José Rallo (Donnafugata): “L’Italia del vino punti su qualità, appeal, promozione”

Prendere nota di tre notizie importanti sul calendario per il 2021, prego. “La partnership con Dolce & Gabbana proseguirà con vini realizzati in altre zone della Sicilia; a gennaio presenteremo un nuovo prodotto; saremo a Vinitaly, che quest’anno ci è mancato moltissimo, con delle novità”.
Una raggiante José Rallo, amministratore delegato di Donnafugata, cala il tris durante la Diretta Instagram di Vinitaly e racconta l’evoluzione di un’azienda simbolo della Sicilia come appunto Donnafugata. Un nome che, forse non tutti sanno, è legato al romanzo di Tomasi di Lampedusa, Il Gattopardo, altro profondissimo emblema con la Sicilia, terra ricchissima di risorse e di biodiversità anche nel mondo dei vigneti. Lo sa bene Donnafugata, che accanto ai vigneti internazionali, fra i primi ad essere vinificati, oggi sviluppa nelle varie aziende situate nella regione anche vitigni locali come Nerello Mascalese, Nero d’Avola, Catarratto, tutti allevati con una forte attenzione alla sostenibilità.
“Nei vigneti aziendali non facciamo uso di diserbanti e concimi chimici – specifica José Rallo -. Abbiamo ridotto al minimo l’utilizzo di agrofarmaci, grazie a tecniche di lotta integrata. Inoltre, dal 2011 Donnafugata calcola la Carbon Footprint dei vini di Contessa Entellina e Pantelleria, lungo l’intero ciclo produttivo, dal vigneto all’imbottigliamento. Nel 2017 le emissioni di CO2 risultano diminuite del 10%, grazie ad alcune scelte quali l’adozione di bottiglie di vetro più leggere e con tappo a vite e l’uso di tappi Select Bio a zero emissioni di CO2, realizzati con materiali derivati dalla canna da zucchero e interamente riciclabili. Nel 2019, nelle cantine storiche di Marsala, abbiamo avviato lo studio della Water Footprint per le attività di vinificazione ed imbottigliamento allo scopo valutare e ridurre la propria impronta idrica”.
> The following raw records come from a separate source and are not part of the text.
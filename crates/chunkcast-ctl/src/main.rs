//! chunkcast-ctl — command-line client for chunked transfers and the device
//! simulators.

use anyhow::{Context, Result};

use chunkcast_core::config::ChunkcastConfig;

mod cmd;

fn print_usage() {
    println!("chunkcast-ctl — send chunked transfers over MQTT");
    println!();
    println!("Usage: chunkcast-ctl [--broker HOST] [--port PORT] [--namespace NS] <command>");
    println!();
    println!("Commands:");
    println!("  send <file> [--chunk-size N] [--delay-ms N] [--retries N] [--name NAME]");
    println!("                           Send a file in acknowledged chunks");
    println!("  send-whole <file> [--topic T]");
    println!("                           Publish a file as a single message");
    println!("  lamp on|off              Switch the lamp and wait for its acknowledgment");
    println!("  color RRGGBB             Send a color");
    println!("  help                     Show this message");
    println!();
    println!("Configuration is read from {}", ChunkcastConfig::file_path().display());
}

/// Global options, then the command words in order.
struct GlobalArgs<'a> {
    broker: Option<&'a str>,
    port: Option<u16>,
    namespace: Option<&'a str>,
    remaining: Vec<&'a str>,
}

fn parse_global(args: &[String]) -> Result<GlobalArgs<'_>> {
    let mut parsed = GlobalArgs {
        broker: None,
        port: None,
        namespace: None,
        remaining: Vec::new(),
    };
    let mut i = 0;
    // Global options are only recognised before the command word.
    while i < args.len() {
        match args[i].as_str() {
            "--broker" if parsed.remaining.is_empty() => {
                i += 1;
                parsed.broker = Some(
                    args.get(i)
                        .map(String::as_str)
                        .context("--broker requires a value")?,
                );
            }
            "--port" if parsed.remaining.is_empty() => {
                i += 1;
                parsed.port = Some(
                    args.get(i)
                        .context("--port requires a value")?
                        .parse()
                        .context("--port must be a number")?,
                );
            }
            "--namespace" if parsed.remaining.is_empty() => {
                i += 1;
                parsed.namespace = Some(
                    args.get(i)
                        .map(String::as_str)
                        .context("--namespace requires a value")?,
                );
            }
            other => parsed.remaining.push(other),
        }
        i += 1;
    }
    Ok(parsed)
}

#[tokio::main]
async fn main() -> Result<()> {
    tracing_subscriber::fmt()
        .with_env_filter(
            tracing_subscriber::EnvFilter::try_from_default_env()
                .unwrap_or_else(|_| tracing_subscriber::EnvFilter::new("warn")),
        )
        .with_writer(std::io::stderr)
        .init();

    let args: Vec<String> = std::env::args().skip(1).collect();
    let global = parse_global(&args)?;
    if matches!(global.remaining.as_slice(), [] | ["help"] | ["--help"] | ["-h"]) {
        print_usage();
        return Ok(());
    }

    let mut config = ChunkcastConfig::load().context("failed to load config")?;
    if let Some(host) = global.broker {
        config.broker.host = host.to_string();
    }
    if let Some(port) = global.port {
        config.broker.port = port;
    }
    if let Some(ns) = global.namespace {
        config.topics.namespace = ns.to_string();
    }
    config.validate()?;

    match global.remaining.as_slice() {
        ["send", rest @ ..]             => cmd::send::cmd_send(&config, rest).await,
        ["send-whole", rest @ ..]       => cmd::send::cmd_send_whole(&config, rest).await,
        ["lamp", state]                 => cmd::device::cmd_lamp(&config, state).await,
        ["color", value]                => cmd::device::cmd_color(&config, value).await,
        other => {
            eprintln!("Unknown command: {}", other.join(" "));
            eprintln!();
            print_usage();
            std::process::exit(1);
        }
    }
}
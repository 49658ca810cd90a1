//! Transport trait — the publish/subscribe primitives everything else uses.
//!
//! A transport is obtained from a concrete `connect` (see `MqttTransport`
//! and `MemoryBroker`), which also hands back the receiving end of the
//! inbound message channel. Inbound delivery is a channel rather than a
//! callback so that consumers decide which task owns the messages.

use std::future::Future;

use bytes::Bytes;

use chunkcast_core::QoS;

/// A message delivered by the broker.
#[derive(Debug, Clone, PartialEq, Eq)]
pub struct InboundMessage {
    pub topic: String,
    pub payload: Bytes,
}

impl InboundMessage {
    pub fn new(topic: impl Into<String>, payload: impl Into<Bytes>) -> Self {
        Self {
            topic: topic.into(),
            payload: payload.into(),
        }
    }
}

/// A message a service wants published in reply to an inbound one.
#[derive(Debug, Clone, PartialEq, Eq)]
pub struct OutboundMessage {
    pub topic: String,
    pub payload: Bytes,
    pub qos: QoS,
}

#[derive(Debug, Clone, PartialEq, Eq, thiserror::Error)]
pub enum TransportError {
    /// The broker is unreachable or the connection dropped.
    #[error("connection error: {0}")]
    Connection(String),

    /// The transport was shut down locally.
    #[error("transport closed")]
    Closed,

    /// The client refused the request (bad topic, oversized payload, ...).
    #[error("request rejected: {0}")]
    Rejected(String),
}

/// Publish/subscribe primitives.
///
/// `publish` resolves once the broker acknowledged the message at the
/// requested QoS: PUBACK for `AtLeastOnce`, PUBCOMP for `ExactlyOnce`, and
/// as soon as the packet is handed to the network for `AtMostOnce`. It never
/// times out on its own; callers bound the wait.
pub trait Transport: Send + Sync {
    fn publish(
        &self,
        topic: &str,
        payload: Bytes,
        qos: QoS,
    ) -> impl Future<Output = Result<(), TransportError>> + Send;

    fn subscribe(
        &self,
        filter: &str,
        qos: QoS,
    ) -> impl Future<Output = Result<(), TransportError>> + Send;

    fn disconnect(&self) -> impl Future<Output = Result<(), TransportError>> + Send;
}
//! Lamp and color commands.

use std::time::Duration;

use anyhow::{bail, Context, Result};
use bytes::Bytes;

use chunkcast_core::config::ChunkcastConfig;
use chunkcast_core::QoS;
use chunkcast_services::{HexColor, LampCommand, Transport};

use super::connect;

/// How long to wait for the lamp to echo its new state.
const ACK_WAIT: Duration = Duration::from_secs(5);

pub async fn cmd_lamp(config: &ChunkcastConfig, state: &str) -> Result<()> {
    let Some(command) = LampCommand::parse(state.as_bytes()) else {
        bail!("lamp state must be on or off, got {state:?}");
    };

    let (transport, mut inbound) = connect(config, 0).await?;
    transport
        .subscribe(&config.topics.lamp_ack, QoS::AtMostOnce)
        .await?;

    let sent = transport
        .publish(
            &config.topics.lamp_command,
            Bytes::from_static(command.as_str().as_bytes()),
            QoS::AtLeastOnce,
        )
        .await
        .context("failed to publish lamp command");

    let ack = match sent {
        Ok(()) => tokio::time::timeout(ACK_WAIT, async {
            while let Some(msg) = inbound.recv().await {
                if msg.topic == config.topics.lamp_ack {
                    return Some(msg.payload);
                }
            }
            None
        })
        .await
        .ok()
        .flatten(),
        Err(e) => {
            let _ = transport.disconnect().await;
            return Err(e);
        }
    };
    let _ = transport.disconnect().await;

    match ack {
        Some(payload) => println!("Lamp is {}", String::from_utf8_lossy(&payload)),
        None => println!(
            "Sent {} to {} (no acknowledgment within {}s)",
            command.as_str(),
            config.topics.lamp_command,
            ACK_WAIT.as_secs()
        ),
    }
    Ok(())
}

pub async fn cmd_color(config: &ChunkcastConfig, value: &str) -> Result<()> {
    let value = value.trim_start_matches('#').to_ascii_uppercase();
    let Some(color) = HexColor::parse(value.as_bytes()) else {
        bail!("color must be six hex digits (RRGGBB), got {value:?}");
    };

    let (transport, _inbound) = connect(config, 0).await?;
    let sent = transport
        .publish(
            &config.topics.color,
            Bytes::from(color.to_string()),
            QoS::AtLeastOnce,
        )
        .await;
    let _ = transport.disconnect().await;
    sent.context("failed to publish color")?;

    println!("Sent color {color} to {}", config.topics.color);
    Ok(())
}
Attenzione al territorio e all’impatto ambientale procedono di pari passo alla ricerca di elevati standard qualitativi, riconosciuti peraltro dai mercati (il 30% va all’export).
“Donnafugata opera in modo sartoriale e i vini sono considerati impronte dei territori”, spiega Rallo, cooptata all’inizio di ottobre nel consiglio di amministrazione di Ice Agenzia, l’Istituto per il Commercio estero, su proposta del ministro per gli Affari Esteri.
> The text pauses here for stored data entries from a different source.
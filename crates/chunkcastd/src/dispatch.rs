//! Routes inbound messages to the services whose filters match the topic,
//! and publishes whatever they reply.

use std::sync::Arc;

use tokio::sync::{broadcast, mpsc};

use chunkcast_core::wire::topic_matches;
use chunkcast_core::QoS;
use chunkcast_services::{InboundMessage, OutboundMessage, TopicService, Transport};

/// Filter list per registered service, in registration order.
pub struct ServiceDispatcher {
    services: Vec<(Vec<String>, Arc<dyn TopicService>)>,
}

impl ServiceDispatcher {
    pub fn new() -> Self {
        Self {
            services: Vec::new(),
        }
    }

    pub fn register(&mut self, service: Arc<dyn TopicService>) {
        let filters = service.subscriptions();
        tracing::info!(service = service.name(), ?filters, "service registered");
        self.services.push((filters, service));
    }

    /// Every filter to subscribe, deduplicated.
    pub fn subscriptions(&self) -> Vec<String> {
        let mut all: Vec<String> = self
            .services
            .iter()
            .flat_map(|(filters, _)| filters.iter().cloned())
            .collect();
        all.sort();
        all.dedup();
        all
    }

    pub fn service_names(&self) -> Vec<&'static str> {
        self.services.iter().map(|(_, s)| s.name()).collect()
    }

    /// Hand `msg` to every matching service and collect their replies.
    /// Returns `None` if no service matched.
    pub fn dispatch(&self, msg: &InboundMessage) -> Option<Vec<OutboundMessage>> {
        let mut matched = false;
        let mut replies = Vec::new();
        for (filters, service) in &self.services {
            if !filters.iter().any(|f| topic_matches(f, &msg.topic)) {
                continue;
            }
            matched = true;
            match service.handle_message(msg) {
                Ok(mut out) => replies.append(&mut out),
                Err(e) => tracing::warn!(
                    service = service.name(),
                    topic = %msg.topic,
                    error = %e,
                    "service message handling failed"
                ),
            }
        }
        matched.then_some(replies)
    }
}

/// Subscribe every service filter on `transport`.
pub async fn subscribe_all<T: Transport>(
    transport: &T,
    dispatcher: &ServiceDispatcher,
) -> anyhow::Result<()> {
    for filter in dispatcher.subscriptions() {
        transport.subscribe(&filter, QoS::AtLeastOnce).await?;
    }
    Ok(())
}

/// Drain inbound messages through the dispatcher until shutdown or until the
/// transport closes the inbound channel.
pub async fn route_loop<T: Transport>(
    transport: Arc<T>,
    dispatcher: Arc<ServiceDispatcher>,
    mut inbound: mpsc::UnboundedReceiver<InboundMessage>,
    mut shutdown: broadcast::Receiver<()>,
) -> anyhow::Result<()> {
    loop {
        tokio::select! {
            _ = shutdown.recv() => {
                tracing::info!("router shutting down");
                return Ok(());
            }

            msg = inbound.recv() => {
                let Some(msg) = msg else {
                    tracing::warn!("inbound channel closed");
                    return Ok(());
                };
                let Some(replies) = dispatcher.dispatch(&msg) else {
                    tracing::debug!(topic = %msg.topic, "no service for topic");
                    continue;
                };
                for reply in replies {
                    if let Err(e) = transport.publish(&reply.topic, reply.payload, reply.qos).await {
                        tracing::warn!(topic = %reply.topic, error = %e, "reply publish failed");
                    }
                }
            }
        }
    }
}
“L’Italia può contare su asset strategici per l’export, come la biodiversità, la qualità, l’artigianalità delle produzioni, che sono il tratto distintivo di un Made in Italy agroalimentare sostenibile – commenta – ed è su queste basi che deve svilupparsi l’impegno ad esportare”.
Vi sono leve strategiche da attivare, secondo l’imprenditrice: “Leve di qualità, come la ricerca per la valorizzazione della biodiversità e per una viticoltura sempre più eco-sostenibile; leve di appeal per valorizzare i territori unici del vino italiano; leve di promozione, attraverso il lavoro di squadra delle associazioni e delle istituzioni del vino di qualità, da Assovini al Consorzio Sicilia Doc, passando naturalmente per il Vinitaly”.
Molto attenta alla comunicazione in tutte le sue forme, José Rallo descrive anche la crescita dei social media come strumento per dialogare con consumatori più giovani e attivi sulle piattaforme di e-commerce, tanto che i volumi di vendita durante il periodo di confinamento sono cresciuti molto sul canale online.
Come sarà il vino del futuro? “Sempre più attento alla qualità e alla sostenibilità, perché ci troveremo di fronte a consumatori sempre più preparati”.